Posted at 10:45 AM Jul 16, 2009By Andrea Grimes
Time was, scientists figured women's libidos to be the same as men's and reckoned that if a woman wasn't walking around with a girlie hard-on, there must be something wrong with her. It's all centered around desire and arousal, with scientists assuming that desire preceeded arousal. Women who lacked "desire" were thought to have a "low libido." Now, scientists have decided that maybe there's nothing "low" about lady libido--it's just different--and that desire may come after a woman is aroused, not before.
Shocker! Viewing women's sexuality in terms of women rather than in terms of men! Who'dathunkit?! PsychologyToday takes on the issue:
"... what if desire does not precede arousal? That's what University of British Columbia psychiatrist Rosemary Basson, M.D., discovered in interviews with hundreds of women. Contrary to the conventional model, for many women, desire is not the cause of lovemaking, but rather, its result. "Women," Basson explains, "often begin sexual experiences feeling sexually neutral." But as things heat up, so do they, and they eventually experience desire.This presents a number of interesting questions, of course, with numero uno being: if some women don't experience desire before having sex, why do they do it?

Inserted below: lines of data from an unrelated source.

//! Command handlers wiring the client services to terminal output.

use std::io::Write;
use std::sync::Arc;

use anyhow::{Context, Result, bail};
use async_trait::async_trait;
use log::info;

use marquee_client::services::{
    AccountApiAdapter, AccountService, CatalogApiAdapter, CatalogService, PeopleApiAdapter,
    PeopleService,
};
use marquee_client::{
    AppStateStore, AuthFlow, Authorizer, CatalogClient, ClientConfig, ListAggregator,
    SessionStorage,
};
use marquee_model::{DiscoverRequest, Movie, Page, PosterSize, ProfileSize, SearchRequest};

use crate::cli::{Cli, Command};

const YOUTUBE_WATCH_URL: &str = "https://www.youtube.com/watch?v=";

/// Everything a command needs, wired once at startup.
struct App {
    client: Arc<CatalogClient>,
    catalog: CatalogApiAdapter,
    people: PeopleApiAdapter,
    account: AccountApiAdapter,
    flow: AuthFlow,
    state_store: AppStateStore,
}

impl App {
    fn new(cli: &Cli) -> Result<Self> {
        let config = match cli.config.as_deref() {
            Some(path) => ClientConfig::load_from(Some(path))?,
            None => ClientConfig::load()?,
        };
        let client = Arc::new(CatalogClient::new(&config)?);
        let flow = AuthFlow::new(
            client.clone(),
            Arc::new(StdinAuthorizer),
            SessionStorage::new()?,
        );
        Ok(Self {
            catalog: CatalogApiAdapter::new(client.clone()),
            people: PeopleApiAdapter::new(client.clone()),
            account: AccountApiAdapter::new(client.clone()),
            client,
            flow,
            state_store: AppStateStore::new()?,
        })
    }

    /// Restore the persisted session and return the account id, failing
    /// with a login hint when unauthenticated.
    async fn require_account(&self) -> Result<u64> {
        match self.flow.restore().await {
            Some(account) => Ok(account.id),
            None => bail!("not logged in; run `marqueectl login` first"),
        }
    }
}

/// Approval step for a terminal user: print the URL, wait for Enter.
struct StdinAuthorizer;

#[async_trait]
impl Authorizer for StdinAuthorizer {
    async fn approve(&self, url: &str) -> Result<()> {
        println!("Open the following URL in your browser and approve the request:");
        println!("\n    {url}\n");
        print!("Press Enter once approved (Ctrl-D to cancel): ");
        std::io::stdout().flush()?;

        let line = tokio::task::spawn_blocking(|| {
            let mut line = String::new();
            std::io::stdin().read_line(&mut line).map(|read| (read, line))
        })
        .await??;

        match line {
            (0, _) => bail!("approval cancelled"),
            _ => Ok(()),
        }
    }
}

/// Aggregate up to `pages` pages through the single-flight accumulator.
async fn aggregate<F, Fut>(pages: u32, mut fetch: F) -> Page<Movie>
where
    F: FnMut(u32) -> Fut,
    Fut: Future<Output = Option<Page<Movie>>>,
{
    let aggregator = ListAggregator::<Movie>::default();
    for _ in 0..pages {
        if !aggregator.has_more() {
            break;
        }
        aggregator.fetch_next(&mut fetch).await;
    }
    aggregator.snapshot()
}

fn print_movies(page: &Page<Movie>) {
    if page.is_empty() {
        println!("(no results)");
        return;
    }
    for (index, movie) in page.results.iter().enumerate() {
        let year = movie.release_date.get(..4).unwrap_or("----");
        println!(
            "{:>4}. {:<50} {}  *{:.1}  #{}",
            index + 1,
            movie.title,
            year,
            movie.vote_average,
            movie.id
        );
    }
    println!(
        "\n{} of {} results (page {}/{})",
        page.len(),
        page.total_results,
        page.page,
        page.total_pages
    );
}

pub async fn run(cli: Cli) -> Result<()> {
    let app = App::new(&cli)?;

    match cli.command {
        Command::Browse { section, pages } => {
            println!("== {} ==", section.title());
            let list = aggregate(pages, |page| app.catalog.movie_list(section, page)).await;
            print_movies(&list);
        }
        Command::Search { query, pages } => {
            let list = aggregate(pages, |page| {
                app.catalog.search_movies(SearchRequest::new(query.clone(), page))
            })
            .await;
            print_movies(&list);
        }
        Command::Discover {
            genres,
            sort_by,
            pages,
        } => {
            let list = aggregate(pages, |page| {
                let mut request = DiscoverRequest::page(page);
                request.with_genres = genres.clone();
                request.sort_by = sort_by.clone();
                app.catalog.discover_movies(request)
            })
            .await;
            print_movies(&list);
        }
        Command::Genres => {
            for genre in app.catalog.genres().await {
                println!("{:>6}  {}", genre.id, genre.name);
            }
        }
        Command::Movie { id } => show_movie(&app, id).await?,
        Command::Person { id } => show_person(&app, id).await?,
        Command::Login => match app.flow.login().await {
            Some(account) => {
                let mut state = app.state_store.load();
                state.account = Some(account.clone());
                app.state_store.save(&state)?;
                println!("Logged in as {}", account.display_name());
            }
            None => bail!("login failed"),
        },
        Command::Logout => {
            app.flow.logout().await;
            let mut state = app.state_store.load();
            state.account = None;
            app.state_store.save(&state)?;
            println!("Logged out");
        }
        Command::Whoami => match app.flow.restore().await {
            Some(account) => {
                println!("{} (account #{})", account.display_name(), account.id);
                if let Some(path) = &account.avatar.tmdb.avatar_path {
                    println!(
                        "avatar: {}",
                        app.client.images().profile(path, ProfileSize::W185)
                    );
                }
            }
            None => println!("not logged in"),
        },
        Command::Favourites { pages } => {
            let account_id = app.require_account().await?;
            let list = aggregate(pages, |page| {
                app.account.favourite_movies(account_id, page)
            })
            .await;
            print_movies(&list);
        }
        Command::Watchlist { pages } => {
            let account_id = app.require_account().await?;
            let list = aggregate(pages, |page| {
                app.account.watchlist_movies(account_id, page)
            })
            .await;
            print_movies(&list);
        }
        Command::Favourite { id, remove } => {
            let account_id = app.require_account().await?;
            if !app.account.set_favourite(account_id, id, !remove).await {
                bail!("favourite mutation failed");
            }
            println!(
                "{} movie #{id}",
                if remove { "Unfavourited" } else { "Favourited" }
            );
        }
        Command::WatchlistAdd { id, remove } => {
            let account_id = app.require_account().await?;
            if !app.account.set_watchlist(account_id, id, !remove).await {
                bail!("watchlist mutation failed");
            }
            println!(
                "{} watchlist: movie #{id}",
                if remove { "Removed from" } else { "Added to" }
            );
        }
        Command::Theme { theme } => {
            let mut state = app.state_store.load();
            state.theme = theme;
            app.state_store.save(&state)?;
            info!("theme preference saved");
            println!("Theme set to {theme:?}");
        }
    }

    Ok(())
}

async fn show_movie(app: &App, id: u64) -> Result<()> {
    let details = app
        .catalog
        .movie_details(id)
        .await
        .context("movie not found")?;

    println!("{} ({})", details.title, details.release_date);
    if details.runtime > 0 {
        println!("{} min | {}", details.runtime, details.status);
    }
    let genres: Vec<&str> = details.genres.iter().map(|g| g.name.as_str()).collect();
    if !genres.is_empty() {
        println!("{}", genres.join(", "));
    }
    if let Some(path) = &details.poster_path {
        println!("poster: {}", app.client.images().poster(path, PosterSize::W500));
    }
    if !details.overview.is_empty() {
        println!("\n{}\n", details.overview);
    }

    if let Some(credits) = app.catalog.movie_credits(id).await {
        println!("Cast:");
        for member in credits.cast.iter().take(10) {
            println!("  {:<28} as {}", member.name, member.character);
        }
    }

    if let Some(videos) = app.catalog.movie_videos(id).await
        && let Some(trailer) = videos.trailer()
    {
        println!("\nTrailer: {YOUTUBE_WATCH_URL}{}", trailer.key);
    }

    if let Some(similar) = app.catalog.similar_movies(id, 1).await
        && !similar.is_empty()
    {
        println!("\nSimilar:");
        for movie in similar.results.iter().take(5) {
            println!("  {} (#{})", movie.title, movie.id);
        }
    }

    Ok(())
}

async fn show_person(app: &App, id: u64) -> Result<()> {
    let person = app
        .people
        .person_details(id)
        .await
        .context("person not found")?;

    println!("{}", person.name);
    if let Some(birthday) = &person.birthday {
        println!("born {birthday}");
    }
    if let Some(place) = &person.place_of_birth {
        println!("{place}");
    }
    if !person.biography.is_empty() {
        println!("\n{}\n", person.biography);
    }

    let movies = app.people.person_movies(id).await;
    if !movies.is_empty() {
        println!("Appeared in:");
        for movie in movies.iter().take(15) {
            println!("  {} (#{})", movie.title, movie.id);
        }
    }

    Ok(())
}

According to Basson, for reasons that affirm their relationships but are not inherently sexual, wanting to please their lover, feel intimate, prevent strife, or make up after it. Basson's model supports an old saying about the difference between men and women: Men become intimate to have sex. Women have sex to become intimate.Seems overly simplistic, of course, but remember, we're not talking about all women, here, or all men for that matter. And hey, this part sounds pretty good to me: scientists wondered what kind of sexytime gets low-desire ladies going, and the answer is ... good sexytime! Gosh, nothing gets past these people:
... the type of sex that fuels desire is leisurely, playful, sensual lovemaking based on whole-body massage that includes the genitals but is not limited to them. This is the lovestyle that many surveys show women prefer, but often don't get. One of women's main sexual complaints is that men are non-sensual--too rushed, and too focused on the breasts, genitals, and a quick plunge into intercourse. Given Basson's view of women's desire, this complaint makes perfect sense.You mean to tell me--and stop me if I get this wrong--women don't want to be jackhammered within an inch of their life by a guy who thinks a tit-grab is foreplay? Amazing.